It's hard to look classy whilst cramming a big, grilled, cheesy, pastrami-packed Reuben into your mouth. And there are days when you want the taste of the sandwich, but maybe not the heart flutters afterward. Your solution is at Nourish Bistro & Catering (518 Henderson St., Eureka). Order up a Reuben at the counter and try not to be distressed when you are asked about your choice of bread, cheese and dressing ($8.50). Apparently there are those who want to tweak the classic, and that's their lifestyle choice. But maybe we need to address some actual issues and draft a Defense of Reubens Act that defines this American institution as a hot sandwich on rye bread with pastrami, Swiss cheese, sauerkraut and thousand island dressing. Do what you will in your own home, but you can't call it a Reuben without hurting all Reubens.

Ahem. Nourish's version, cut into sharp wedges, is downright minimalist. This is not the daunting monolith you faced on your visit to New York — the tower of meat teetering to one side, a flimsy slice of bread stranded at the top like Fay Wray. Instead, it's toasty, swirly rye bread with a reasonable handful of satisfyingly salty Premier pastrami, sauerkraut and a swipe of thousand island. Piping hot so you can taste the fat of the meat, which is cut just enough with the tart kraut, it is a taste of the real thing that you can eat with dignity in your distressed, white, shabby-chic chair.

Á la Truck

The appeal of a crepe is its delicate nature. Sure, you love the lumberjack-powering stack of flapjacks meant to send you off to either haul timber or drop back into bed like a felled tree. But crepes are the pancake's refined French cousin, impractical, requiring special pans. Crepes are art for art's sake.

Hum Grown Grindz, the red food truck that can be found lately parked at Bigfoot Supply in Willow Creek (41212 State Route 299) seems an unlikely source, but it's cranking out both sweet and savory varieties. The chicken chipotle pesto crepe is so stuffed it's thinking about being a burrito ($9). Did you get the wrong order? No, it's supposed to be that creamy, and with the basil, garlic and a little smoky heat, the sauce and tender chicken hit all the buttons. And so pretty! It's easily the fanciest thing you've gotten out of a truck in some time. The crepe itself is substantial enough to hold all that filling, pleasantly egg-y and moist. In fact, it still holds together after a car ride back to Eureka, where office mates descended like a starving French mob on the leftovers, which were still delicious.

Flat Out

You think you're happy with the damp circle of particle board that is a packaged tortilla.

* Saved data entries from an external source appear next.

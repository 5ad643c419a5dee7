//! SQL Identifier Sanitization
//!
//! Turns untrusted strings into identifiers and type literals that are safe to
//! splice into DDL and DML text. The identifier grammar is the real boundary:
//! nothing outside `[A-Za-z0-9_]` can reach generated SQL, so a value can never
//! terminate a quoted identifier, inject whitespace or end a statement. The
//! keyword block-list below is a best-effort extra layer on top of it and is not
//! meant to be exhaustive.

use std::fmt;
use std::sync::LazyLock;

use regex::Regex;

use crate::error::{ManagedStoreError, Result};

/// Maximum identifier length accepted by [`quote_identifier`]
pub const MAX_IDENTIFIER_LEN: usize = 51;

/// Maximum length of a column type literal
pub const MAX_TYPE_LITERAL_LEN: usize = 64;

/// Keywords rejected as table or column names, compared case-insensitively
pub const RESERVED_WORDS: &[&str] = &[
    "ALL", "ALTER", "ANALYSE", "ANALYZE", "AND", "ANY", "ARRAY", "AS", "ASC",
    "ASYMMETRIC", "BOTH", "BY", "CASE", "CAST", "CHECK", "COLLATE", "COLUMN",
    "CONSTRAINT", "CREATE", "CURRENT_CATALOG", "CURRENT_DATE", "CURRENT_ROLE",
    "CURRENT_TIME", "CURRENT_TIMESTAMP", "CURRENT_USER", "DEFAULT", "DEFERRABLE",
    "DELETE", "DESC", "DISTINCT", "DO", "DROP", "ELSE", "END", "EXCEPT", "FALSE",
    "FETCH", "FOR", "FOREIGN", "FROM", "GRANT", "GROUP", "HAVING", "IN", "INITIALLY",
    "INSERT", "INTERSECT", "INTO", "LATERAL", "LEADING", "LIMIT", "LOCALTIME",
    "LOCALTIMESTAMP", "NOT", "NULL", "OFFSET", "ON", "ONLY", "OR", "ORDER", "PLACING",
    "PRIMARY", "PUBLIC", "REFERENCES", "RETURNING", "REVOKE", "SELECT", "SESSION_USER",
    "SOME", "SYMMETRIC", "TABLE", "THEN", "TO", "TRAILING", "TRUE", "TRUNCATE", "UNION",
    "UNIQUE", "UPDATE", "USER", "USING", "VARIADIC", "WHEN", "WHERE", "WINDOW", "WITH",
];

/// Column types a managed table may declare, compared case-insensitively on the
/// name before any `(N)`. Each one reads back as a typed [`SqlValue`](crate::types::SqlValue).
pub const SUPPORTED_TYPES: &[&str] = &[
    "SMALLINT", "INT", "INTEGER", "BIGINT", "INT2", "INT4", "INT8",
    "SMALLSERIAL", "SERIAL", "BIGSERIAL", "SERIAL2", "SERIAL4", "SERIAL8",
    "REAL", "FLOAT", "FLOAT4", "FLOAT8", "NUMERIC", "DECIMAL",
    "BOOLEAN", "BOOL", "TIMESTAMP", "TIMESTAMPTZ", "DATE", "JSON", "JSONB",
    "TEXT", "VARCHAR", "CHAR", "CHARACTER", "BPCHAR",
];

static IDENTIFIER_RE: LazyLock<Regex> =
    LazyLock::new(|| Regex::new(r"^[A-Za-z_][A-Za-z0-9_]{0,50}$").expect("identifier pattern"));

static TYPE_CHARSET_RE: LazyLock<Regex> =
    LazyLock::new(|| Regex::new(r"^[A-Za-z0-9()]+$").expect("type charset pattern"));

static TYPE_SHAPE_RE: LazyLock<Regex> =
    LazyLock::new(|| Regex::new(r"^[A-Za-z][A-Za-z0-9]*(\([0-9]+\))?$").expect("type shape pattern"));

/// A table or column name that passed [`quote_identifier`]
///
/// `Display` renders the double-quoted form used in SQL text; [`as_str`](Self::as_str)
/// returns the canonical unquoted name used for registry lookups.
#[derive(Debug, Clone, PartialEq, Eq, Hash, PartialOrd, Ord)]
pub struct SafeIdentifier(String);

impl SafeIdentifier {
    /// Canonical unquoted name
    pub fn as_str(&self) -> &str {
        &self.0
    }

    /// Double-quoted form, ready to be placed in SQL text
    pub fn quoted(&self) -> String {
        format!("\"{}\"", self.0)
    }

    /// Unquoted name, consuming the identifier
    pub fn into_inner(self) -> String {
        self.0
    }

    /// `"schema"."name"`, so lookups never fall through to the search path
    pub fn qualified(&self, schema: &SafeIdentifier) -> String {
        format!("{}.{}", schema, self)
    }
}

impl fmt::Display for SafeIdentifier {
    fn fmt(&self, f: &mut fmt::Formatter<'_>) -> fmt::Result {
        write!(f, "\"{}\"", self.0)
    }
}

/// A column type token that passed [`validate_data_type`]; emitted verbatim
#[derive(Debug, Clone, PartialEq, Eq)]
pub struct SafeTypeLiteral(String);

impl SafeTypeLiteral {
    pub fn as_str(&self) -> &str {
        &self.0
    }
}

impl fmt::Display for SafeTypeLiteral {
    fn fmt(&self, f: &mut fmt::Formatter<'_>) -> fmt::Result {
        f.write_str(&self.0)
    }
}

/// Whether `name` is on the keyword block-list (case-insensitive)
pub fn is_reserved_word(name: &str) -> bool {
    RESERVED_WORDS
        .iter()
        .any(|word| word.eq_ignore_ascii_case(name))
}

/// Validate a table or column name and wrap it in double quotes
///
/// Rules:
/// - Must not be empty or whitespace
/// - Must start with an ASCII letter or underscore
/// - Remaining characters (at most 50) are ASCII letters, digits or underscores
/// - Must not be a keyword from [`RESERVED_WORDS`], in any case
///
/// # Example
/// ```
/// use runtara_managed_tables::sql::quote_identifier;
///
/// let ident = quote_identifier("full_name").unwrap();
/// assert_eq!(ident.to_string(), "\"full_name\"");
/// assert_eq!(ident.as_str(), "full_name");
///
/// assert!(quote_identifier("users; DROP TABLE x").is_err());
/// assert!(quote_identifier("Select").is_err());
/// ```
pub fn quote_identifier(raw: &str) -> Result<SafeIdentifier> {
    check_grammar(raw)?;

    if is_reserved_word(raw) {
        return Err(ManagedStoreError::reserved_word(raw));
    }

    Ok(SafeIdentifier(raw.to_string()))
}

/// Validate the schema that holds the registry and every managed table
///
/// Same grammar as [`quote_identifier`] but without the keyword block-list, so the
/// default `public` is accepted. System schemas (`pg_*`, `information_schema`) are
/// refused.
pub fn quote_schema(raw: &str) -> Result<SafeIdentifier> {
    check_grammar(raw)?;

    let lower = raw.to_ascii_lowercase();
    if lower.starts_with("pg_") || lower == "information_schema" {
        return Err(ManagedStoreError::invalid_identifier(format!(
            "'{}' is a system schema",
            raw
        )));
    }

    Ok(SafeIdentifier(raw.to_string()))
}

fn check_grammar(raw: &str) -> Result<()> {
    if raw.trim().is_empty() {
        return Err(ManagedStoreError::invalid_identifier(
            "Identifier cannot be empty",
        ));
    }

    if !IDENTIFIER_RE.is_match(raw) {
        return Err(ManagedStoreError::invalid_identifier(format!(
            "'{}' must start with a letter or underscore, contain only letters, digits and underscores, and be at most {} characters",
            raw, MAX_IDENTIFIER_LEN
        )));
    }

    Ok(())
}

/// Validate a column type such as `INT`, `VARCHAR(100)` or `TIMESTAMPTZ`
///
/// Only letters, digits and parentheses are admitted, in the shape `NAME` or
/// `NAME(DIGITS)`, and `NAME` must be one of [`SUPPORTED_TYPES`].
pub fn validate_data_type(raw: &str) -> Result<SafeTypeLiteral> {
    if raw.trim().is_empty() {
        return Err(ManagedStoreError::invalid_data_type(
            "Data type cannot be empty",
        ));
    }

    if !TYPE_CHARSET_RE.is_match(raw) {
        return Err(ManagedStoreError::invalid_data_type(format!(
            "'{}' may only contain letters, digits and parentheses",
            raw
        )));
    }

    if raw.len() > MAX_TYPE_LITERAL_LEN || !TYPE_SHAPE_RE.is_match(raw) {
        return Err(ManagedStoreError::invalid_data_type(format!(
            "'{}' is not of the form NAME or NAME(N)",
            raw
        )));
    }

    let base = raw.split('(').next().unwrap_or(raw);
    if !SUPPORTED_TYPES.iter().any(|ty| ty.eq_ignore_ascii_case(base)) {
        return Err(ManagedStoreError::invalid_data_type(format!(
            "'{}' is not a supported column type",
            raw
        )));
    }

    Ok(SafeTypeLiteral(raw.to_string()))
}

And maybe you are. But a fresh, handmade corn or flour tortilla with its uneven edges and its delicate chewiness is to the hard-edged, pre-packaged kind as a crackling, oven-warm baguette is to a slice of Wonder. Sure, there's a time and place for the mass-produced stuff (late at night, with a jar of Nutella, under the cold scrutiny of your cat). But up against homemade? It's not even a fair fight.

Two crews of happy, well-fed construction workers ambled out of La Patria Solis (1718 Fourth St., Eureka) yesterday. According to the waitress, everybody got the pastor and asada tacos ($2.49 each). The homemade corn tortillas are soft, warm and thick, cradling handfuls of chopped grilled steak with onion and cilantro. The asada has a little char to it, and the red marinade of the pastor is tangy and spicy, playing nicely off the sweet corn tortilla.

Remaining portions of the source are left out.